Saved data entries
###

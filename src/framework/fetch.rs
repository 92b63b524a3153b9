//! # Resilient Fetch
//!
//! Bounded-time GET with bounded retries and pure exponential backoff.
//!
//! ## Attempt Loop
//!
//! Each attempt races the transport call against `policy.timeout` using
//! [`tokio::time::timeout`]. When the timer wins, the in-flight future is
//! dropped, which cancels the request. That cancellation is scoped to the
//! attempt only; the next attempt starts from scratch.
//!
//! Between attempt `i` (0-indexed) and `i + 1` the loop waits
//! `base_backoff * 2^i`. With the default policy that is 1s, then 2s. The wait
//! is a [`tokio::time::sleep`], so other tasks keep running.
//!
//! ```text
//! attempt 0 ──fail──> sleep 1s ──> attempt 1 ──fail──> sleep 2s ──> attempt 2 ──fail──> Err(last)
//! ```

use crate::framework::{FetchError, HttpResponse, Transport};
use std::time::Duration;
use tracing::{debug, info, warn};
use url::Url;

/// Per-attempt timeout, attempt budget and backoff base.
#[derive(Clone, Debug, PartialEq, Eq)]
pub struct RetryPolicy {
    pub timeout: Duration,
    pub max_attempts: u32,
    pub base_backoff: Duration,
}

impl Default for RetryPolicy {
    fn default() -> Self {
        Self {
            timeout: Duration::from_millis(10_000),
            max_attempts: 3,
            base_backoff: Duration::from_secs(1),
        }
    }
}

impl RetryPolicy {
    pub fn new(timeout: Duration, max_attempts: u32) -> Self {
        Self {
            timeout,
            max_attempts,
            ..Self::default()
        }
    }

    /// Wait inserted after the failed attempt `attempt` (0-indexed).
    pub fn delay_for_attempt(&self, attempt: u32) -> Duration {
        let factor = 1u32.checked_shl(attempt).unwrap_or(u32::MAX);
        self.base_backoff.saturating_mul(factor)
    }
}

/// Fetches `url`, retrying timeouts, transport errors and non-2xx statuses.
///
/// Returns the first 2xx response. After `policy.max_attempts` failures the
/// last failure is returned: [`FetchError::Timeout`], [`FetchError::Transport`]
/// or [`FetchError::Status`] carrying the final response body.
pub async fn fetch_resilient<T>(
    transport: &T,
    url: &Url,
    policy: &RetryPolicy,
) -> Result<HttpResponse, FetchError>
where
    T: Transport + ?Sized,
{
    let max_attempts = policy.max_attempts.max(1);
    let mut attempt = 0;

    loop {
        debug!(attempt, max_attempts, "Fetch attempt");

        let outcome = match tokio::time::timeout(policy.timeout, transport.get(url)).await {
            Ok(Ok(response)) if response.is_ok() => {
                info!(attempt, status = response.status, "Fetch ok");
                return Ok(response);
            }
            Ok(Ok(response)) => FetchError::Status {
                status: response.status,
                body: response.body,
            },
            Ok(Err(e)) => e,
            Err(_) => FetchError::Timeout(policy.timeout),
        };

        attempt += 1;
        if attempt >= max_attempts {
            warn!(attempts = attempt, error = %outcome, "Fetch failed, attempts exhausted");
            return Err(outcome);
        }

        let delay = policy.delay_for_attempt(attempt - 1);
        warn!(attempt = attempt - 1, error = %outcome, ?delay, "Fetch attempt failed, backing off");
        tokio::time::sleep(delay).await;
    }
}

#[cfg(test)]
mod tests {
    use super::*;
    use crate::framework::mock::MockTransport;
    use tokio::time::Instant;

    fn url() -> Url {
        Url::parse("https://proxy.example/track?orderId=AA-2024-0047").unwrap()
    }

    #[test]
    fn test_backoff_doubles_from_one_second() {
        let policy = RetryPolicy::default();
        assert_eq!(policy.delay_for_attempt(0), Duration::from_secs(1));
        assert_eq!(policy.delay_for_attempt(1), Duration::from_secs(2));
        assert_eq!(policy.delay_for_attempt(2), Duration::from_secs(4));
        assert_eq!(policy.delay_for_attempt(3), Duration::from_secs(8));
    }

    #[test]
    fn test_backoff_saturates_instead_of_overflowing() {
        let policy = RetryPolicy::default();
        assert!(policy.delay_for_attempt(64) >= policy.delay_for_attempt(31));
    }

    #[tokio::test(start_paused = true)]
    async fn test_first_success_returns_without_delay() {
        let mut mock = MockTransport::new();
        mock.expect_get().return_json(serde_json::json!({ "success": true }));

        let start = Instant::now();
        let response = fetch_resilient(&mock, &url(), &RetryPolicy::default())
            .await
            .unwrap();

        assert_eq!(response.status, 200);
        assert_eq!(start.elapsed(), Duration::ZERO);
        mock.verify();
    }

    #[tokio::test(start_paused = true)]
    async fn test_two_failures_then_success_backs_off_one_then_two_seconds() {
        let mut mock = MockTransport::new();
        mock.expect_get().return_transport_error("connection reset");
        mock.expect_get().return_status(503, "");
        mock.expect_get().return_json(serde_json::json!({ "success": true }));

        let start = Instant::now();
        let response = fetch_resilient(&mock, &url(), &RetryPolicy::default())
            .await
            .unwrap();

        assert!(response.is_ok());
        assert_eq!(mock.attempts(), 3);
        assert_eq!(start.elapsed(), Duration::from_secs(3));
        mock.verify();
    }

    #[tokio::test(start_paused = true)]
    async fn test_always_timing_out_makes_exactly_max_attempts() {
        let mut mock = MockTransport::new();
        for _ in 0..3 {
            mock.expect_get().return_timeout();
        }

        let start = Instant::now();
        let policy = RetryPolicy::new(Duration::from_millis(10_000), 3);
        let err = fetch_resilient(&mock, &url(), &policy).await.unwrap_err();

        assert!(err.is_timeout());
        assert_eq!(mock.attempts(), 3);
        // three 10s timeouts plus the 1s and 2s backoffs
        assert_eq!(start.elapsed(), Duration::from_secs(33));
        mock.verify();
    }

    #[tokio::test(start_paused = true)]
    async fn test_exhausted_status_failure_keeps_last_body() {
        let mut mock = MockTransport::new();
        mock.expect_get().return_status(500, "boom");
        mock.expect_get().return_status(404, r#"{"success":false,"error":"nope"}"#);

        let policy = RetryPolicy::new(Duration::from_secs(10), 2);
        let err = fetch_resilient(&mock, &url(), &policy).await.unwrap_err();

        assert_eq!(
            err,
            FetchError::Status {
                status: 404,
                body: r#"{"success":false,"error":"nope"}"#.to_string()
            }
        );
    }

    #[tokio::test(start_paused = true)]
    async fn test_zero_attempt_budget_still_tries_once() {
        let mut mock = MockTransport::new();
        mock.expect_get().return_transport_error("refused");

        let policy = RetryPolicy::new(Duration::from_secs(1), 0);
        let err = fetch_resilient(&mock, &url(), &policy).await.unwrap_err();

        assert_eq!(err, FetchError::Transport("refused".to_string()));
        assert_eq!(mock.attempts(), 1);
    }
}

###

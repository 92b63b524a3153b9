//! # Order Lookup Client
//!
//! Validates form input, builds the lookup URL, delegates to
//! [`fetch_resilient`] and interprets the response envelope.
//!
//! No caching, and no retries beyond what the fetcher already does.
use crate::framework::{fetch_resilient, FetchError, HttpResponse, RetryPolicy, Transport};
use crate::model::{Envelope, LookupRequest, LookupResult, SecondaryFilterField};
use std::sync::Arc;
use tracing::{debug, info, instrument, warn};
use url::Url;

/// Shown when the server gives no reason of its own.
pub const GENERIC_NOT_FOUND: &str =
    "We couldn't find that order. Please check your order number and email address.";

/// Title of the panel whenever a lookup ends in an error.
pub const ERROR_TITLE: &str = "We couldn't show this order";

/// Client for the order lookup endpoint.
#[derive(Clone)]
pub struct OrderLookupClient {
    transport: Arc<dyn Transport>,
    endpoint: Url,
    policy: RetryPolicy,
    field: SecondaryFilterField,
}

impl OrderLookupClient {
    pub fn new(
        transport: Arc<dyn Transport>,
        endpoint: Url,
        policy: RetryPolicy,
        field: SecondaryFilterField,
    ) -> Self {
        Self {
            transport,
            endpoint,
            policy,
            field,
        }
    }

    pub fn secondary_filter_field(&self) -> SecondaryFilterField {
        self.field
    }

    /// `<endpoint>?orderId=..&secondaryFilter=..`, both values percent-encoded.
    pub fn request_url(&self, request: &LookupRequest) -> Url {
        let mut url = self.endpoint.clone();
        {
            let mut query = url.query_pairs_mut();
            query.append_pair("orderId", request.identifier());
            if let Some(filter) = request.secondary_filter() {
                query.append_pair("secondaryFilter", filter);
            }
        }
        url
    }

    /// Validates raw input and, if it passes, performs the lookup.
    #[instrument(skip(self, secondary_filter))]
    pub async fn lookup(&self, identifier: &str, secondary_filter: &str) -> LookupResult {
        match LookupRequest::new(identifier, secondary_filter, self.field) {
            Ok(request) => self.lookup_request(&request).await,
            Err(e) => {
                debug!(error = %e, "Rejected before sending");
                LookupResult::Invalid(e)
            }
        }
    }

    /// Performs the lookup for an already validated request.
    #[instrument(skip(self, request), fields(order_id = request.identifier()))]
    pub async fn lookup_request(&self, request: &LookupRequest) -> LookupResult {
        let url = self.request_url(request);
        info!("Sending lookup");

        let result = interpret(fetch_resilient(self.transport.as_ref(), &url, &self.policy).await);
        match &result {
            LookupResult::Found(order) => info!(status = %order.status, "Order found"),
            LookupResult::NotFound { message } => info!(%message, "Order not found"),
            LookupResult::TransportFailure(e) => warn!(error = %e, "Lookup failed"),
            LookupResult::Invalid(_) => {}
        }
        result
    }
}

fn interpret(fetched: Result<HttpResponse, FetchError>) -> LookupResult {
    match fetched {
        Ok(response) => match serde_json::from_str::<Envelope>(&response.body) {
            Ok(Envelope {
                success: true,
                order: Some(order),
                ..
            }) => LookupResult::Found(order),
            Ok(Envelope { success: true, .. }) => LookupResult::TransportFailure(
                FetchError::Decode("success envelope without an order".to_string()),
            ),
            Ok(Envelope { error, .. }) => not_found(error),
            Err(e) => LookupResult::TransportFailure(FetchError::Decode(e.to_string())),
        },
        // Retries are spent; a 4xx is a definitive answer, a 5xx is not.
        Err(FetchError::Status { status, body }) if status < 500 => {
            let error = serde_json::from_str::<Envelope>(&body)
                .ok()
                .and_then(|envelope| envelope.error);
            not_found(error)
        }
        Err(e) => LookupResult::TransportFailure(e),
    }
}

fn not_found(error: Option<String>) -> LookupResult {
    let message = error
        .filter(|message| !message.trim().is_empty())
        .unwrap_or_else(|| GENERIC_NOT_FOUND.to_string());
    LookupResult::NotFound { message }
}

###

● **What this task involves**:
Every line above that holds the string "OrderLookupClient" counts once. State how many such lines there are, as a number alone.

● **Output for this task**:
2